NYU professors explore Trap, Dancehall and Bounce

1 min read

Professor Jacqueline Bishop and Dr. Kaia Shivers are teaching a course that looks at three musical genres dominating the music industry.

NYU Liberal Studies professors designed the first course that seriously interrogates the complicated and culturally rich musical genres often overlooked in the Academy: Trap, Dancehall and Bounce music.

Trap, Dancehall and Bounce are highly popular musical genres emerging from peoples in the African diaspora. While Diasporans offer profoundly robust cultural material to the world, they have been politically and economically situated at the margins for generations. Moreover, the newer musical genres coming out of the African diaspora have not, for the most part, been the subject of sustained critical enquiry, yet and still, their cultural currency is employed and performed around the world.

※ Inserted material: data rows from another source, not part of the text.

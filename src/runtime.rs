// Fixed-rate control loop with watchdog and competition phases
// Note: the watchdog stops the robot if controller samples stop arriving, e.g. when
// the teleop bridge crashes, instead of driving on with the last stick position.

use std::path::PathBuf;
use std::time::{Duration, Instant};
use tokio::time::interval;
use tracing::{info, warn};

use crate::autonomous::{Script, ScriptRunner, Side};
use crate::config::{
    RobotConfig, TOPIC_CONTROLLER, TOPIC_HEALTH, TOPIC_PHASE, TOPIC_RT_DRIVE, TOPIC_TELEMETRY,
};
use crate::drive::MotionController;
use crate::hardware::{CommandBuffer, RobotHardware, ThreadClock};
use crate::messages::{
    CompetitionPhase, ControllerSample, MotorFrame, RuntimeHealth, TelemetryFrame,
};

/// Startup options, usually from the command line
#[derive(Debug, Clone, Default)]
pub struct RunOptions {
    pub config: Option<PathBuf>,
    pub script: Option<PathBuf>,
    pub side: Side,
    pub phase: CompetitionPhase,
}

/// Everything the runtime emits for one tick
#[derive(Debug, Clone)]
pub struct TickOutput {
    pub motors: MotorFrame,
    pub telemetry: TelemetryFrame,
    pub health: RuntimeHealth,
}

pub struct Runtime {
    controller: MotionController,
    hardware: RobotHardware<CommandBuffer, ThreadClock>,
    cmd_timeout: Duration,
    latest_sample: Option<ControllerSample>,
    sample_received_at: Option<Instant>,
    health: RuntimeHealth,
    phase: CompetitionPhase,
    script: Option<Script>,
    runner: Option<ScriptRunner>,
}

impl Runtime {
    pub fn new(config: &RobotConfig, script: Option<Script>) -> Self {
        Self {
            controller: MotionController::new(config),
            hardware: RobotHardware::new(CommandBuffer::new(), ThreadClock),
            cmd_timeout: config.cmd_timeout(),
            latest_sample: None,
            sample_received_at: None,
            health: RuntimeHealth::Disabled,
            phase: CompetitionPhase::Disabled,
            script,
            runner: None,
        }
    }

    /// Process incoming controller sample
    pub fn on_sample(&mut self, sample: ControllerSample, now: Instant) {
        self.latest_sample = Some(sample);
        self.sample_received_at = Some(now);
    }

    /// Switch competition phase. Any change stops the robot first.
    pub fn on_phase(&mut self, phase: CompetitionPhase) {
        if phase == self.phase {
            return;
        }
        info!("Phase {:?} -> {:?}", self.phase, phase);
        self.controller.emergency_stop(&mut self.hardware);
        self.phase = phase;

        self.runner = match phase {
            CompetitionPhase::Autonomous => match &self.script {
                Some(script) => Some(ScriptRunner::new(script)),
                None => {
                    warn!("Autonomous phase but no script loaded");
                    None
                }
            },
            _ => None,
        };
    }

    /// Advance one tick and collect what should be published
    pub fn step(&mut self, now: Instant) -> TickOutput {
        match self.phase {
            CompetitionPhase::Disabled => {
                self.health = RuntimeHealth::Disabled;
            }
            CompetitionPhase::Autonomous => {
                self.health = RuntimeHealth::Ok;
                if let Some(runner) = &mut self.runner {
                    if runner.advance(&mut self.controller, &mut self.hardware) {
                        info!("Autonomous script complete");
                        self.runner = None;
                    }
                }
            }
            CompetitionPhase::Driver => self.driver_step(now),
        }

        TickOutput {
            motors: MotorFrame {
                commands: self.hardware.motors.drain(),
            },
            telemetry: self.controller.telemetry(),
            health: self.health,
        }
    }

    fn driver_step(&mut self, now: Instant) {
        let fresh = match (self.latest_sample, self.sample_received_at) {
            (Some(sample), Some(at)) if now.saturating_duration_since(at) <= self.cmd_timeout => {
                Some(sample)
            }
            _ => None,
        };

        match fresh {
            Some(sample) => {
                self.health = RuntimeHealth::Ok;
                self.controller.operator_tick(&mut self.hardware, &sample);
            }
            None => {
                // Watchdog triggered - stop the robot once
                if self.health != RuntimeHealth::CmdStale {
                    warn!("Controller samples stale, stopping robot");
                    self.controller.emergency_stop(&mut self.hardware);
                }
                self.health = RuntimeHealth::CmdStale;
            }
        }
    }

    pub fn phase(&self) -> CompetitionPhase {
        self.phase
    }

    pub fn health(&self) -> RuntimeHealth {
        self.health
    }

    pub fn controller(&self) -> &MotionController {
        &self.controller
    }
}

pub async fn run(options: RunOptions) -> Result<(), Box<dyn std::error::Error + Send + Sync>> {
    let config = match &options.config {
        Some(path) => {
            info!("Loading config from {}", path.display());
            RobotConfig::load(path)?
        }
        None => RobotConfig::default(),
    };
    let script = match &options.script {
        Some(path) => {
            info!("Loading {:?} side script from {}", options.side, path.display());
            Some(Script::load(path)?.for_side(options.side))
        }
        None => None,
    };

    info!("Opening Zenoh session...");
    let session = zenoh::open(zenoh::Config::default()).await?;

    info!("Setting up publishers and subscribers...");
    let sub_controller = session.declare_subscriber(TOPIC_CONTROLLER).await?;
    let sub_phase = session.declare_subscriber(TOPIC_PHASE).await?;
    let pub_motors = session.declare_publisher(TOPIC_RT_DRIVE).await?;
    let pub_telemetry = session.declare_publisher(TOPIC_TELEMETRY).await?;
    let pub_health = session.declare_publisher(TOPIC_HEALTH).await?;

    let mut runtime = Runtime::new(&config, script);
    runtime.on_phase(options.phase);
    let mut tick = interval(config.tick_length());

    info!(
        "Runtime started: {}ms tick, {}ms watchdog timeout",
        config.tick_ms, config.cmd_timeout_ms
    );
    info!("Subscribed to: {}, {}", TOPIC_CONTROLLER, TOPIC_PHASE);
    info!(
        "Publishing to: {}, {}, {}",
        TOPIC_RT_DRIVE, TOPIC_TELEMETRY, TOPIC_HEALTH
    );

    loop {
        tick.tick().await;

        // 1. Apply phase changes first so a stop takes effect this tick
        while let Ok(Some(sample)) = sub_phase.try_recv() {
            let payload = sample.payload().to_bytes();
            match serde_json::from_slice::<CompetitionPhase>(&payload) {
                Ok(phase) => runtime.on_phase(phase),
                Err(e) => warn!("Failed to parse phase: {}", e),
            }
        }

        // 2. Drain all pending controller samples (non-blocking), keep latest
        while let Ok(Some(sample)) = sub_controller.try_recv() {
            let payload = sample.payload().to_bytes();
            match serde_json::from_slice::<ControllerSample>(&payload) {
                Ok(cmd) => runtime.on_sample(cmd, Instant::now()),
                Err(e) => warn!("Failed to parse controller sample: {}", e),
            }
        }

        // 3. Run the tick (includes watchdog logic)
        let output = runtime.step(Instant::now());

        // 4. Publish motor commands, telemetry and health
        if !output.motors.commands.is_empty() {
            pub_motors.put(serde_json::to_string(&output.motors)?).await?;
        }
        pub_telemetry
            .put(serde_json::to_string(&output.telemetry)?)
            .await?;
        pub_health.put(serde_json::to_string(&output.health)?).await?;
    }
}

“The interesting thing to me about trap, dancehall and bounce is the ways in which they are most popular in American music . . . and outside the U.S. as well. But, what is even more interesting is that these genres are the most stigmatized,” said Professor Jacqueline Bishop who is an award-winning writer, visual artist and art historian born and raised in Jamaica, but has lived for many years in New York City.

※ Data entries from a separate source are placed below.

// Tick timing, topics, drive limits and the loadable robot configuration
use std::path::Path;
use std::time::Duration;

use serde::{Deserialize, Serialize};

use crate::drive::kinematics::{DriveLayout, WheelPosition};
use crate::hardware::MotorId;

// Control loop frequency (one tick every 20ms)
pub const LOOP_HZ: u64 = 50;
pub const TICK_LENGTH: Duration = Duration::from_millis(1000 / LOOP_HZ);

// Controller sample timeout for watchdog
pub const CMD_TIMEOUT: Duration = Duration::from_millis(250);

// Zenoh topics
pub const TOPIC_CONTROLLER: &str = "robot/cmd/controller"; // joystick samples
pub const TOPIC_PHASE: &str = "robot/cmd/phase"; // competition phase changes
pub const TOPIC_RT_DRIVE: &str = "robot/rt/motors"; // motor commands
pub const TOPIC_TELEMETRY: &str = "robot/state/telemetry"; // wheel velocities, angle
pub const TOPIC_HEALTH: &str = "robot/state/health"; // health status

/// Largest magnitude a joystick axis reports
pub const MAX_AXIS_VALUE: f64 = 127.0;

/// Top wheel speed in rpm
pub const MAX_SPEED: f64 = 100.0;

/// Net stick displacement (x and y combined) below which no translation is issued
pub const MIN_MOVEMENT_DISPLACEMENT: f64 = 10.0;

/// Turning stick displacement that must be exceeded before the chassis rotates
pub const MIN_TURNING_DISPLACEMENT: f64 = 10.0;

/// Fraction of the goal change applied per tick; 1/20 reaches the goal in 20 ticks (~400ms)
pub const RAMP_CONSTANT: f64 = 1.0 / 20.0;

/// Velocity samples kept per wheel for drift correction
pub const HISTORY_CAPACITY: usize = 10;

/// Share of the rolling average subtracted when slip is predicted
pub const DRIFT_CORRECTION_FRACTION: f64 = 0.25;

/// Fixed speed of intake and lift motors (rpm)
pub const MECHANISM_RPM: f64 = 200.0;

/// Speed scales the operator can step through
pub const SPEED_LEVELS: [f64; 3] = [0.4, 0.8, 1.0];

/// Error types for configuration loading
#[derive(Debug, thiserror::Error)]
pub enum ConfigError {
    #[error("IO error reading config: {0}")]
    Io(#[from] std::io::Error),

    #[error("Malformed config: {0}")]
    Json(#[from] serde_json::Error),

    #[error("Invalid config: {reason}")]
    Invalid { reason: String },
}

/// One drive wheel: where it sits and which motor spins it
#[derive(Debug, Clone, Copy, PartialEq, Serialize, Deserialize)]
pub struct WheelConfig {
    pub position: WheelPosition,
    pub motor: MotorId,
    /// Motor is mounted so that positive rpm drives the chassis backward
    #[serde(default)]
    pub reversed: bool,
}

/// Drive limits and dead zones used by the kinematics
#[derive(Debug, Clone, Copy, PartialEq, Serialize, Deserialize)]
#[serde(default)]
pub struct DriveLimits {
    pub max_speed: f64,
    pub max_axis_value: f64,
    pub min_movement_displacement: f64,
    pub min_turning_displacement: f64,
}

impl Default for DriveLimits {
    fn default() -> Self {
        Self {
            max_speed: MAX_SPEED,
            max_axis_value: MAX_AXIS_VALUE,
            min_movement_displacement: MIN_MOVEMENT_DISPLACEMENT,
            min_turning_displacement: MIN_TURNING_DISPLACEMENT,
        }
    }
}

/// Anti-slip heuristic settings
#[derive(Debug, Clone, Copy, PartialEq, Serialize, Deserialize)]
#[serde(default)]
pub struct DriftCorrectionConfig {
    pub enabled: bool,
    pub capacity: usize,
    pub fraction: f64,
}

impl Default for DriftCorrectionConfig {
    fn default() -> Self {
        Self {
            enabled: false,
            capacity: HISTORY_CAPACITY,
            fraction: DRIFT_CORRECTION_FRACTION,
        }
    }
}

#[derive(Debug, Clone, PartialEq, Serialize, Deserialize)]
#[serde(default)]
pub struct DriveConfig {
    pub layout: DriveLayout,
    pub wheels: Vec<WheelConfig>,
    pub limits: DriveLimits,
    pub ramp_constant: f64,
    pub drift_correction: DriftCorrectionConfig,
}

impl Default for DriveConfig {
    /// Four-wheel X layout with the east motors mounted reversed
    fn default() -> Self {
        let wheel = |position, motor, reversed| WheelConfig {
            position,
            motor,
            reversed,
        };
        Self {
            layout: DriveLayout::OmniX,
            wheels: vec![
                wheel(WheelPosition::NorthEast, 11, true),
                wheel(WheelPosition::NorthWest, 20, false),
                wheel(WheelPosition::SouthEast, 10, true),
                wheel(WheelPosition::SouthWest, 9, false),
            ],
            limits: DriveLimits::default(),
            ramp_constant: RAMP_CONSTANT,
            drift_correction: DriftCorrectionConfig::default(),
        }
    }
}

impl DriveConfig {
    /// Two-wheel tank layout
    pub fn differential(left: MotorId, right: MotorId) -> Self {
        Self {
            layout: DriveLayout::Differential,
            wheels: vec![
                WheelConfig {
                    position: WheelPosition::Left,
                    motor: left,
                    reversed: false,
                },
                WheelConfig {
                    position: WheelPosition::Right,
                    motor: right,
                    reversed: true,
                },
            ],
            ..Self::default()
        }
    }
}

/// Motors and speed for an auxiliary mechanism (intake, lift)
#[derive(Debug, Clone, PartialEq, Serialize, Deserialize)]
pub struct MechanismConfig {
    pub motors: Vec<MotorId>,
    #[serde(default = "default_mechanism_rpm")]
    pub rpm: f64,
    /// Swap which spin direction counts as forward (intake in / lift up)
    #[serde(default)]
    pub inverted: bool,
}

fn default_mechanism_rpm() -> f64 {
    MECHANISM_RPM
}

#[derive(Debug, Clone, PartialEq, Serialize, Deserialize)]
#[serde(default)]
pub struct RobotConfig {
    pub drive: DriveConfig,
    pub tick_ms: u64,
    pub cmd_timeout_ms: u64,
    pub intake: MechanismConfig,
    pub lift: MechanismConfig,
    pub speed_levels: Vec<f64>,
    pub initial_speed_level: usize,
}

impl Default for RobotConfig {
    fn default() -> Self {
        Self {
            drive: DriveConfig::default(),
            tick_ms: TICK_LENGTH.as_millis() as u64,
            cmd_timeout_ms: CMD_TIMEOUT.as_millis() as u64,
            intake: MechanismConfig {
                motors: vec![1, 8],
                rpm: MECHANISM_RPM,
                inverted: true,
            },
            lift: MechanismConfig {
                motors: vec![5, 7],
                rpm: MECHANISM_RPM,
                inverted: true,
            },
            speed_levels: SPEED_LEVELS.to_vec(),
            initial_speed_level: SPEED_LEVELS.len() - 1,
        }
    }
}

impl RobotConfig {
    /// Read a JSON config file; missing fields fall back to defaults
    pub fn load(path: impl AsRef<Path>) -> Result<Self, ConfigError> {
        let text = std::fs::read_to_string(path)?;
        let config: RobotConfig = serde_json::from_str(&text)?;
        config.validate()?;
        Ok(config)
    }

    pub fn tick_length(&self) -> Duration {
        Duration::from_millis(self.tick_ms)
    }

    pub fn cmd_timeout(&self) -> Duration {
        Duration::from_millis(self.cmd_timeout_ms)
    }

    pub fn validate(&self) -> Result<(), ConfigError> {
        let invalid = |reason: String| Err(ConfigError::Invalid { reason });

        let ramp = self.drive.ramp_constant;
        if !(ramp > 0.0 && ramp <= 1.0) {
            return invalid(format!("ramp_constant {} must be in (0, 1]", ramp));
        }
        if self.tick_ms == 0 {
            return invalid("tick_ms must be nonzero".to_string());
        }
        if self.drive.limits.max_axis_value <= 0.0 {
            return invalid("max_axis_value must be positive".to_string());
        }
        if self.drive.drift_correction.capacity == 0 {
            return invalid("drift correction capacity must be nonzero".to_string());
        }
        if self.speed_levels.is_empty() {
            return invalid("at least one speed level is required".to_string());
        }
        if self.initial_speed_level >= self.speed_levels.len() {
            return invalid(format!(
                "initial_speed_level {} out of range (have {} levels)",
                self.initial_speed_level,
                self.speed_levels.len()
            ));
        }

        let expected = self.drive.layout.positions();
        if self.drive.wheels.len() != expected.len()
            || !expected
                .iter()
                .all(|pos| self.drive.wheels.iter().any(|w| w.position == *pos))
        {
            return invalid(format!(
                "{:?} layout needs exactly one wheel at each of {:?}",
                self.drive.layout, expected
            ));
        }
        Ok(())
    }
}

“This is an opportunity to give voice and space in the academy to really intellectually dive into the political-economics, and the social aspects of these genres and their influences and meanings,” expressed Dr. Shivers, a writer and media studies scholar who lived in Atlanta, but worked as an entertainment journalist in her hometown of Los Angeles.

Prof. Bishop and Dr. Shivers came up with the idea of teaching a course focusing on trap, dancehall and bounce after extensive discussions of the genres and their impacts on the cultural landscape of the world. Developed during the pandemic, while Prof. Bishop was on an NYU teaching assignment in London, and Dr. Shivers, who was teaching at NYU’s Florence, Italy campus, the two Black women professors agreed that there needed to be a deeper and more nuanced interrogation of the musical genres.

From Migos to Mannie Fresh, and back to Spice and Buju Banton then to Cardi B, Megan Thee Stallion and Big Freedia, the two professors work to cover a range of music, performers’ social media presence and the climate in which these genres emerge and dominate.